Oscar Tortola, a real estate broker, said homes in the metropolitan area are sitting longer on the market, causing the housing market to shift toward the buyer.

“The interest rates went up, and it priced out a lot of buyers out of the homes they were thinking of buying,” Tortola said. “The serious buyers who need to get into something right now are looking out there, and they are getting deals.”

Those deals can be found in new construction, according to some experts like Doreen Pottios with House X California LLC. She said newly-constructed homes are going up all over the Inland Empire and that it is a good deal for homebuyers.

“Just because it’s a new house, you get all the new features,” Pottios said, which includes high energy features, new windows, and heating and cooling systems.

But recently, housing giant Redfin painted a grim picture of some housing markets if the U.S. economy goes into recession.

Analysts believe the metro areas that saw the biggest migration of new homebuyers during the pandemic will also see the biggest price plunge during a recession.

Redfin lists Riverside as one of the cities most at risk of home value loss.

The housing market has been on a wild ride over the past two years, and if you’re not sure where things stand now, you’re not alone. Real estate agent Matt Templeton breaks down what to expect if you’re looking to buy or rent and how to get the best deal.

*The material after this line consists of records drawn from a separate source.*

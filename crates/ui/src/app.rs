use std::sync::{Arc, Mutex};

use eframe::egui;
use img_viewer_core::{FullscreenChange, SourceCache, Viewer, ViewerConfig};
use img_viewer_protocol::Size;
use tracing::{info, warn};

use crate::input;
use crate::renderer::EguiBackend;
use crate::theme::ThemeMode;

/// Encoded image waiting to be shown, tagged with where it came from.
type PendingImage = Arc<Mutex<Option<(String, Vec<u8>)>>>;

/// eframe host around a [`Viewer`].
///
/// Keys: `F` toggles fullscreen, `T` toggles the theme, `O` opens a file
/// (native only). Files dropped on the window are shown as well.
pub struct ViewerApp {
    /// Created on the first frame, once the canvas size is known.
    viewer: Option<Viewer<EguiBackend>>,
    config: ViewerConfig,
    theme_mode: ThemeMode,
    cache: SourceCache,
    /// Source requested before the viewer existed or delivered by an async
    /// fetch.
    pending: PendingImage,
    error: Option<String>,
}

impl ViewerApp {
    pub fn new(cc: &eframe::CreationContext<'_>, config: ViewerConfig) -> Self {
        cc.egui_ctx.set_visuals(egui::Visuals::light());

        let pending: PendingImage = Arc::new(Mutex::new(None));

        // On WASM, `#src=<url>` in the page URL picks the initial image.
        #[cfg(target_arch = "wasm32")]
        {
            if let Some(src) = web_sys::window()
                .and_then(|w| w.location().hash().ok())
                .and_then(|hash| hash.strip_prefix("#src=").map(str::to_owned))
            {
                Self::fetch_into(src, pending.clone(), cc.egui_ctx.clone());
            }
        }

        Self {
            viewer: None,
            config,
            theme_mode: ThemeMode::Light,
            cache: SourceCache::new(),
            pending,
            error: None,
        }
    }

    /// Queue bytes from `source` to be shown on the next frame.
    pub fn queue_image(&self, source: impl Into<String>, bytes: Vec<u8>) {
        let mut lock = self.pending.lock().unwrap_or_else(|e| e.into_inner());
        *lock = Some((source.into(), bytes));
    }

    fn show_source(&mut self, source: &str, bytes: Vec<u8>) {
        let bytes = self.cache.insert(source, bytes);
        self.show_bytes(source, &bytes);
    }

    fn show_bytes(&mut self, source: &str, bytes: &[u8]) {
        let Some(viewer) = self.viewer.as_mut() else {
            return;
        };
        match viewer.load_image(bytes) {
            Ok(()) => {
                info!(source, "showing image");
                self.error = None;
            }
            Err(e) => {
                warn!(source, error = %e, "could not show image");
                self.error = Some(format!("Failed to load {source}: {e}"));
            }
        }
    }

    /// Re-show a source already seen in this session.
    pub fn show_cached(&mut self, source: &str) -> bool {
        match self.cache.get(source) {
            Some(bytes) => {
                self.show_bytes(source, &bytes);
                true
            }
            None => false,
        }
    }

    fn ensure_viewer(&mut self, ctx: &egui::Context, canvas: Size) {
        if self.viewer.is_some() || !canvas.is_drawable() {
            return;
        }
        match Viewer::new(EguiBackend::new(ctx.clone()), canvas, self.config.clone()) {
            Ok(viewer) => self.viewer = Some(viewer),
            Err(e) => self.error = Some(format!("Failed to create viewer: {e}")),
        }
    }

    /// Compare the canvas egui gave us with what the viewer knows and post
    /// the difference as host notifications.
    fn sync_canvas(&self, ctx: &egui::Context, canvas: Size) {
        let Some(viewer) = &self.viewer else {
            return;
        };
        let notifier = viewer.notifier();
        let fullscreen = host_fullscreen(ctx);
        if fullscreen != viewer.is_fullscreen() {
            notifier.fullscreen(if fullscreen {
                FullscreenChange::Entered { screen: canvas }
            } else {
                FullscreenChange::Exited
            });
            if !fullscreen && canvas != viewer.windowed_size() {
                notifier.resize(canvas);
            }
        } else if canvas != viewer.viewport().canvas {
            if fullscreen {
                notifier.fullscreen(FullscreenChange::Entered { screen: canvas });
            } else {
                notifier.resize(canvas);
            }
        }
    }

    fn handle_keys(&mut self, ctx: &egui::Context) {
        let (toggle_fullscreen, toggle_theme, open) = ctx.input(|i| {
            (
                i.key_pressed(egui::Key::F),
                i.key_pressed(egui::Key::T),
                i.key_pressed(egui::Key::O),
            )
        });
        if toggle_fullscreen {
            request_fullscreen(ctx, !host_fullscreen(ctx));
        }
        if toggle_theme {
            self.theme_mode = self.theme_mode.toggled();
            ctx.set_visuals(match self.theme_mode {
                ThemeMode::Light => egui::Visuals::light(),
                ThemeMode::Dark => egui::Visuals::dark(),
            });
        }
        if open {
            #[cfg(not(target_arch = "wasm32"))]
            {
                if let Some(path) = rfd::FileDialog::new()
                    .add_filter("Image", &["png", "jpg", "jpeg", "gif", "webp", "bmp"])
                    .pick_file()
                {
                    let source = path.display().to_string();
                    if !self.show_cached(&source) {
                        match std::fs::read(&path) {
                            Ok(data) => self.show_source(&source, data),
                            Err(e) => self.error = Some(format!("Failed to read file: {e}")),
                        }
                    }
                }
            }
        }
    }

    #[cfg(target_arch = "wasm32")]
    fn fetch_into(src: String, pending: PendingImage, ctx: egui::Context) {
        wasm_bindgen_futures::spawn_local(async move {
            match Self::fetch_bytes(&src).await {
                Ok(bytes) => {
                    if let Ok(mut lock) = pending.lock() {
                        *lock = Some((src, bytes));
                    }
                    ctx.request_repaint();
                }
                Err(e) => {
                    web_sys::console::error_1(&format!("img-viewer: fetch {src}: {e}").into());
                }
            }
        });
    }

    #[cfg(target_arch = "wasm32")]
    async fn fetch_bytes(url: &str) -> Result<Vec<u8>, String> {
        use wasm_bindgen::JsCast;
        use wasm_bindgen_futures::JsFuture;

        let window = web_sys::window().ok_or("no window")?;
        let resp_value = JsFuture::from(window.fetch_with_str(url))
            .await
            .map_err(|e| format!("{e:?}"))?;
        let resp: web_sys::Response = resp_value.dyn_into().map_err(|_| "not a Response")?;
        if !resp.ok() {
            return Err(format!("HTTP {}", resp.status()));
        }
        let buf = JsFuture::from(resp.array_buffer().map_err(|e| format!("{e:?}"))?)
            .await
            .map_err(|e| format!("{e:?}"))?;
        Ok(js_sys::Uint8Array::new(&buf).to_vec())
    }
}

impl eframe::App for ViewerApp {
    fn update(&mut self, ctx: &egui::Context, _frame: &mut eframe::Frame) {
        self.handle_keys(ctx);

        // Dropped files replace the current image.
        let dropped = ctx.input(|i| {
            i.raw.dropped_files.first().and_then(|file| {
                let bytes = file.bytes.as_ref()?;
                let source = file
                    .path
                    .as_ref()
                    .map(|p| p.display().to_string())
                    .unwrap_or_else(|| file.name.clone());
                Some((source, bytes.to_vec()))
            })
        });
        if let Some((source, bytes)) = dropped {
            self.queue_image(source, bytes);
        }

        egui::CentralPanel::default()
            .frame(egui::Frame::NONE)
            .show(ctx, |ui| {
                let available = ui.available_rect_before_wrap();
                let canvas = Size::new(f64::from(available.width()), f64::from(available.height()));
                self.ensure_viewer(ctx, canvas);
                self.sync_canvas(ctx, canvas);

                let pending = {
                    let mut lock = self.pending.lock().unwrap_or_else(|e| e.into_inner());
                    if self.viewer.is_some() { lock.take() } else { None }
                };
                if let Some((source, bytes)) = pending {
                    self.show_source(&source, bytes);
                }

                let response = ui.allocate_rect(available, egui::Sense::click_and_drag());
                let events = input::collect(ctx, available);

                let Some(viewer) = self.viewer.as_mut() else {
                    return;
                };
                if viewer.is_displaying() {
                    if response.dragged() {
                        ctx.set_cursor_icon(egui::CursorIcon::Grabbing);
                    } else if response.hovered() {
                        ctx.set_cursor_icon(egui::CursorIcon::Grab);
                    }
                }
                if let Err(e) = viewer.tick(&events) {
                    warn!(error = %e, "frame skipped");
                    self.error = Some(e.to_string());
                }

                let painter = ui.painter_at(available);
                viewer
                    .renderer()
                    .paint(&painter, available.min, self.theme_mode);

                if let Some(err) = &self.error {
                    painter.text(
                        available.left_bottom() + egui::vec2(8.0, -8.0),
                        egui::Align2::LEFT_BOTTOM,
                        err,
                        egui::FontId::proportional(12.0),
                        egui::Color32::RED,
                    );
                }
            });
    }
}

#[cfg(not(target_arch = "wasm32"))]
fn host_fullscreen(ctx: &egui::Context) -> bool {
    ctx.input(|i| i.viewport().fullscreen.unwrap_or(false))
}

#[cfg(target_arch = "wasm32")]
fn host_fullscreen(_ctx: &egui::Context) -> bool {
    web_sys::window()
        .and_then(|w| w.document())
        .and_then(|d| d.fullscreen_element())
        .is_some()
}

#[cfg(not(target_arch = "wasm32"))]
fn request_fullscreen(ctx: &egui::Context, on: bool) {
    ctx.send_viewport_cmd(egui::ViewportCommand::Fullscreen(on));
}

#[cfg(target_arch = "wasm32")]
fn request_fullscreen(_ctx: &egui::Context, on: bool) {
    let Some(document) = web_sys::window().and_then(|w| w.document()) else {
        return;
    };
    if on {
        let canvas = document.get_element_by_id(crate::CANVAS_ID);
        if let Some(Err(e)) = canvas.map(|c| c.request_fullscreen()) {
            web_sys::console::error_1(&format!("img-viewer: fullscreen refused: {e:?}").into());
        }
    } else {
        document.exit_fullscreen();
    }
}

But Tortola doesn’t believe it would be as dramatic as what happened in 2008 when people who were not necessarily qualified to buy were buying homes.

“The Inland Empire lost about 50%, but things are much different now than they were back then,” Tortola said. “The market was being driven by loans that were zero down stated income. When 80% of homes were being bought with those types of loans, that’s what led to that situation. Everyone now qualifies for a loan.”